Commentaries (some of them cheeky or provocative) on economic topics by Ralph Musgrave. This site is dedicated to Abba Lerner. I disagree with several claims made by Lerner, and made by his intellectual descendants, that is advocates of Modern Monetary Theory (MMT). But I regard MMT on balance as being a breath of fresh air for economics.
Thursday, 17 June 2010
Idiots in high places.
Nick Clegg, the U.K.’s deputy prime minister, asked “"How will we pursue social justice with billions of pounds of taxpayers' money disappearing down a black hole every year, just to pay the interest on our debt while our schools and hospitals fall apart?" See last para here.
Well the “money” does not “disappear down a black hole”. U.K. national debt is held mainly by U.K. institutions: banks, pension funds, etc. The interest is mostly money going round in circles within the U.K. Of course about a third of U.K. national debt is held by foreigners, but this is more or less cancelled out by the large chunks of foreign national debt held by U.K. institutions.
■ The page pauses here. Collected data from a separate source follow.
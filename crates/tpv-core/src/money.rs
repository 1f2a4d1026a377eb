//! # Money Module
//!
//! Provides the `Money` type for handling monetary values safely, and
//! the `Rate` type for IVA and discount percentages.
//!
//! ## Why Integer Money?
//! ```text
//! ┌─────────────────────────────────────────────────────────────────────────┐
//! │  THE FLOATING POINT PROBLEM                                             │
//! │                                                                         │
//! │  In floating point:                                                     │
//! │    0.1 + 0.2 = 0.30000000000000004  ❌ WRONG!                           │
//! │                                                                         │
//! │  In many retail systems:                                                │
//! │    10.00 / 3 = 3.33 (×3 = 9.99)  → Lost 0.01!                          │
//! │                                                                         │
//! │  OUR SOLUTION: Integer Cents                                            │
//! │    1000 cents / 3 = 333 cents (×3 = 999 cents)                         │
//! │    We KNOW we lost 1 cent, and handle it explicitly                    │
//! └─────────────────────────────────────────────────────────────────────────┘
//! ```
//!
//! ## Usage
//! ```rust
//! use tpv_core::money::{Money, Rate};
//!
//! // Create from cents (preferred)
//! let price = Money::from_cents(1099); // 10.99
//!
//! // Arithmetic operations
//! let doubled = price * 2;                      // 21.98
//! let total = price + Money::from_cents(500);   // 15.99
//!
//! // IVA at 21%
//! let iva = price.apply_rate(Rate::from_bps(2100));
//! assert_eq!(iva.cents(), 231);
//! ```

use serde::{Deserialize, Serialize};
use std::fmt;
use std::ops::{Add, AddAssign, Mul, Sub, SubAssign};

// =============================================================================
// Rate
// =============================================================================

/// A percentage rate (IVA or discount) represented in basis points.
///
/// ## Why Basis Points?
/// 1 basis point = 0.01% = 1/10000
/// 2100 bps = 21.00% (e.g., Spanish general IVA)
#[derive(Debug, Clone, Copy, PartialEq, Eq, Serialize, Deserialize)]
pub struct Rate(u32);

impl Rate {
    /// Creates a rate from basis points.
    #[inline]
    pub const fn from_bps(bps: u32) -> Self {
        Rate(bps)
    }

    /// Creates a rate from a percentage (for convenience).
    pub fn from_percentage(pct: f64) -> Self {
        Rate((pct * 100.0).round() as u32)
    }

    /// Returns the rate in basis points.
    #[inline]
    pub const fn bps(&self) -> u32 {
        self.0
    }

    /// Returns the rate as a percentage (for display only).
    #[inline]
    pub fn percentage(&self) -> f64 {
        self.0 as f64 / 100.0
    }

    /// Zero rate.
    #[inline]
    pub const fn zero() -> Self {
        Rate(0)
    }

    /// Checks if the rate is zero.
    #[inline]
    pub const fn is_zero(&self) -> bool {
        self.0 == 0
    }
}

impl Default for Rate {
    fn default() -> Self {
        Rate::zero()
    }
}

// =============================================================================
// Money Type
// =============================================================================

/// Represents a monetary value in the smallest currency unit (cents).
///
/// ## Design Decisions
/// - **i64 (signed)**: Allows negative values for refunds, corrections
/// - **Single field tuple struct**: Zero-cost abstraction over i64
/// - **Derives**: Full serde support for JSON serialization
#[derive(Debug, Clone, Copy, PartialEq, Eq, PartialOrd, Ord, Hash, Serialize, Deserialize)]
pub struct Money(i64);

impl Money {
    /// Creates a Money value from cents (the smallest currency unit).
    ///
    /// ## Why Cents?
    /// Using the smallest unit eliminates all floating-point concerns.
    /// Storage, calculations, and the API all use cents. Only the UI
    /// converts to major units for display.
    #[inline]
    pub const fn from_cents(cents: i64) -> Self {
        Money(cents)
    }

    /// Returns the value in cents (smallest currency unit).
    #[inline]
    pub const fn cents(&self) -> i64 {
        self.0
    }

    /// Returns the major unit portion.
    #[inline]
    pub const fn major(&self) -> i64 {
        self.0 / 100
    }

    /// Returns the minor unit portion (always 0-99).
    #[inline]
    pub const fn minor(&self) -> i64 {
        (self.0 % 100).abs()
    }

    /// Returns zero money value.
    #[inline]
    pub const fn zero() -> Self {
        Money(0)
    }

    /// Checks if the value is zero.
    #[inline]
    pub const fn is_zero(&self) -> bool {
        self.0 == 0
    }

    /// Checks if the value is positive (greater than zero).
    #[inline]
    pub const fn is_positive(&self) -> bool {
        self.0 > 0
    }

    /// Checks if the value is negative (less than zero).
    #[inline]
    pub const fn is_negative(&self) -> bool {
        self.0 < 0
    }

    /// Applies a percentage rate and returns the resulting portion.
    ///
    /// Used for both IVA amounts and discount amounts.
    ///
    /// ## Implementation
    /// Integer math in i128: `(amount * bps + 5000) / 10000`
    /// The +5000 provides rounding (5000/10000 = 0.5)
    ///
    /// ## Example
    /// ```rust
    /// use tpv_core::money::{Money, Rate};
    ///
    /// let base = Money::from_cents(10000); // 100.00
    /// let iva = base.apply_rate(Rate::from_bps(2100)); // 21%
    /// assert_eq!(iva.cents(), 2100); // 21.00
    /// ```
    pub fn apply_rate(&self, rate: Rate) -> Money {
        // i128 to prevent overflow on large amounts
        let cents = (self.0 as i128 * rate.bps() as i128 + 5000) / 10000;
        Money::from_cents(cents as i64)
    }

    /// Multiplies money by a quantity.
    ///
    /// ## Example
    /// ```rust
    /// use tpv_core::money::Money;
    ///
    /// let unit_price = Money::from_cents(299); // 2.99
    /// let line_total = unit_price.multiply_quantity(3);
    /// assert_eq!(line_total.cents(), 897); // 8.97
    /// ```
    #[inline]
    pub const fn multiply_quantity(&self, qty: i64) -> Self {
        Money(self.0 * qty)
    }
}

// =============================================================================
// Proportional Share Allocation
// =============================================================================

/// Allocates a proportional share of `pot` to `part` of `whole`.
///
/// This is how a cart-level discount is spread over its lines: each
/// line receives `line.subtotal / cart.subtotal` of the discounted
/// subtotal, and its IVA is computed on that share.
///
/// ## Division by Zero
/// When `whole` is zero the share is defined as zero. A cart whose
/// subtotal is zero (all free items) has nothing to distribute.
///
/// ## Example
/// ```rust
/// use tpv_core::money::{allocate_share, Money};
///
/// // Line of 100.00 in a 150.00 cart, distributing 135.00
/// let share = allocate_share(
///     Money::from_cents(10000),
///     Money::from_cents(15000),
///     Money::from_cents(13500),
/// );
/// assert_eq!(share.cents(), 9000); // 90.00
/// ```
pub fn allocate_share(part: Money, whole: Money, pot: Money) -> Money {
    if whole.is_zero() {
        return Money::zero();
    }

    // Round-half-up in i128, same scheme as apply_rate
    let num = part.cents() as i128 * pot.cents() as i128;
    let den = whole.cents() as i128;
    let half = den / 2;
    Money::from_cents(((num + half) / den) as i64)
}

// =============================================================================
// Trait Implementations
// =============================================================================

/// Display implementation shows money in a human-readable format.
///
/// ## Note
/// This is for debugging and logs. Use frontend formatting for actual
/// UI display to handle localization properly.
impl fmt::Display for Money {
    fn fmt(&self, f: &mut fmt::Formatter<'_>) -> fmt::Result {
        let sign = if self.0 < 0 { "-" } else { "" };
        write!(f, "{}{}.{:02}", sign, self.major().abs(), self.minor())
    }
}

/// Default money is zero.
impl Default for Money {
    fn default() -> Self {
        Money::zero()
    }
}

impl Add for Money {
    type Output = Self;

    #[inline]
    fn add(self, other: Self) -> Self {
        Money(self.0 + other.0)
    }
}

impl AddAssign for Money {
    #[inline]
    fn add_assign(&mut self, other: Self) {
        self.0 += other.0;
    }
}

impl Sub for Money {
    type Output = Self;

    #[inline]
    fn sub(self, other: Self) -> Self {
        Money(self.0 - other.0)
    }
}

impl SubAssign for Money {
    #[inline]
    fn sub_assign(&mut self, other: Self) {
        self.0 -= other.0;
    }
}

/// Multiplication by integer (for quantity calculations).
impl Mul<i64> for Money {
    type Output = Self;

    #[inline]
    fn mul(self, qty: i64) -> Self {
        Money(self.0 * qty)
    }
}

// =============================================================================
// Unit Tests
// =============================================================================

#[cfg(test)]
mod tests {
    use super::*;

    #[test]
    fn test_from_cents() {
        let money = Money::from_cents(1099);
        assert_eq!(money.cents(), 1099);
        assert_eq!(money.major(), 10);
        assert_eq!(money.minor(), 99);
    }

    #[test]
    fn test_display() {
        assert_eq!(format!("{}", Money::from_cents(1099)), "10.99");
        assert_eq!(format!("{}", Money::from_cents(500)), "5.00");
        assert_eq!(format!("{}", Money::from_cents(-550)), "-5.50");
        assert_eq!(format!("{}", Money::from_cents(0)), "0.00");
    }

    #[test]
    fn test_arithmetic() {
        let a = Money::from_cents(1000);
        let b = Money::from_cents(500);

        assert_eq!((a + b).cents(), 1500);
        assert_eq!((a - b).cents(), 500);
        assert_eq!((a * 3).cents(), 3000);
    }

    #[test]
    fn test_rate_from_bps() {
        let rate = Rate::from_bps(2100);
        assert_eq!(rate.bps(), 2100);
        assert!((rate.percentage() - 21.0).abs() < 0.001);
    }

    #[test]
    fn test_rate_from_percentage() {
        let rate = Rate::from_percentage(10.0);
        assert_eq!(rate.bps(), 1000);
    }

    #[test]
    fn test_apply_rate_exact() {
        // 100.00 at 21% = 21.00
        let base = Money::from_cents(10000);
        assert_eq!(base.apply_rate(Rate::from_bps(2100)).cents(), 2100);
    }

    #[test]
    fn test_apply_rate_rounds() {
        // 10.50 at 21% = 2.205 → 2.21
        let base = Money::from_cents(1050);
        assert_eq!(base.apply_rate(Rate::from_bps(2100)).cents(), 221);
    }

    #[test]
    fn test_apply_zero_rate() {
        let base = Money::from_cents(10000);
        assert_eq!(base.apply_rate(Rate::zero()).cents(), 0);
    }

    #[test]
    fn test_multiply_quantity() {
        let unit_price = Money::from_cents(299);
        assert_eq!(unit_price.multiply_quantity(3).cents(), 897);
    }

    #[test]
    fn test_allocate_share_exact() {
        // 100 of 150, distributing 135 → 90
        let share = allocate_share(
            Money::from_cents(10000),
            Money::from_cents(15000),
            Money::from_cents(13500),
        );
        assert_eq!(share.cents(), 9000);
    }

    #[test]
    fn test_allocate_share_zero_whole() {
        let share = allocate_share(Money::zero(), Money::zero(), Money::from_cents(1000));
        assert!(share.is_zero());
    }

    #[test]
    fn test_allocate_share_rounding() {
        // 1 of 3, distributing 100 cents → 33 (rounded down from 33.33)
        let share = allocate_share(
            Money::from_cents(1),
            Money::from_cents(3),
            Money::from_cents(100),
        );
        assert_eq!(share.cents(), 33);
    }
}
Less money for taxpayers and more for pensions has no effect on the total amount of tax the government can collect from the population.
(Update (24th June): Nice to see some support for my doubts on Nick Clegg's understanding of economics.)
And The Times leading article claimed “Borrowing has expanded so far and fast that it risks economic stability.”
Now look ‘ere Times: the U.K. national debt (like that of the U.S.) is still nowhere near half what it was just after WWII or just after the Napoleonic wars. Neither of the latter lead to “instability”.
Of course there is the point that the world’s debtors are being harassed by the wolf pack lead by those incompetents and fraudsters, the credit rating agencies (to which Warren Buffet pays little attention, according to Janet Tavakoli’s book “Dear Mr Buffett”). But the fact that a collection of vandals are trying to vandalise something is a reason to clobber the vandals, not those being vandalised.
Also the above is an argument for a zero national debt regime, as advocated by Modern Monetary Theory (at least Milton Friedman and Warren Mosler’s version). (See second last para of Warren Mosler’s article.)
But the above U.K. incompetence is not as bad as the claim by Winterspeak that Bernanke doesn’t understand banking! (See 15th June post: “Bernanke cannot do accounting.”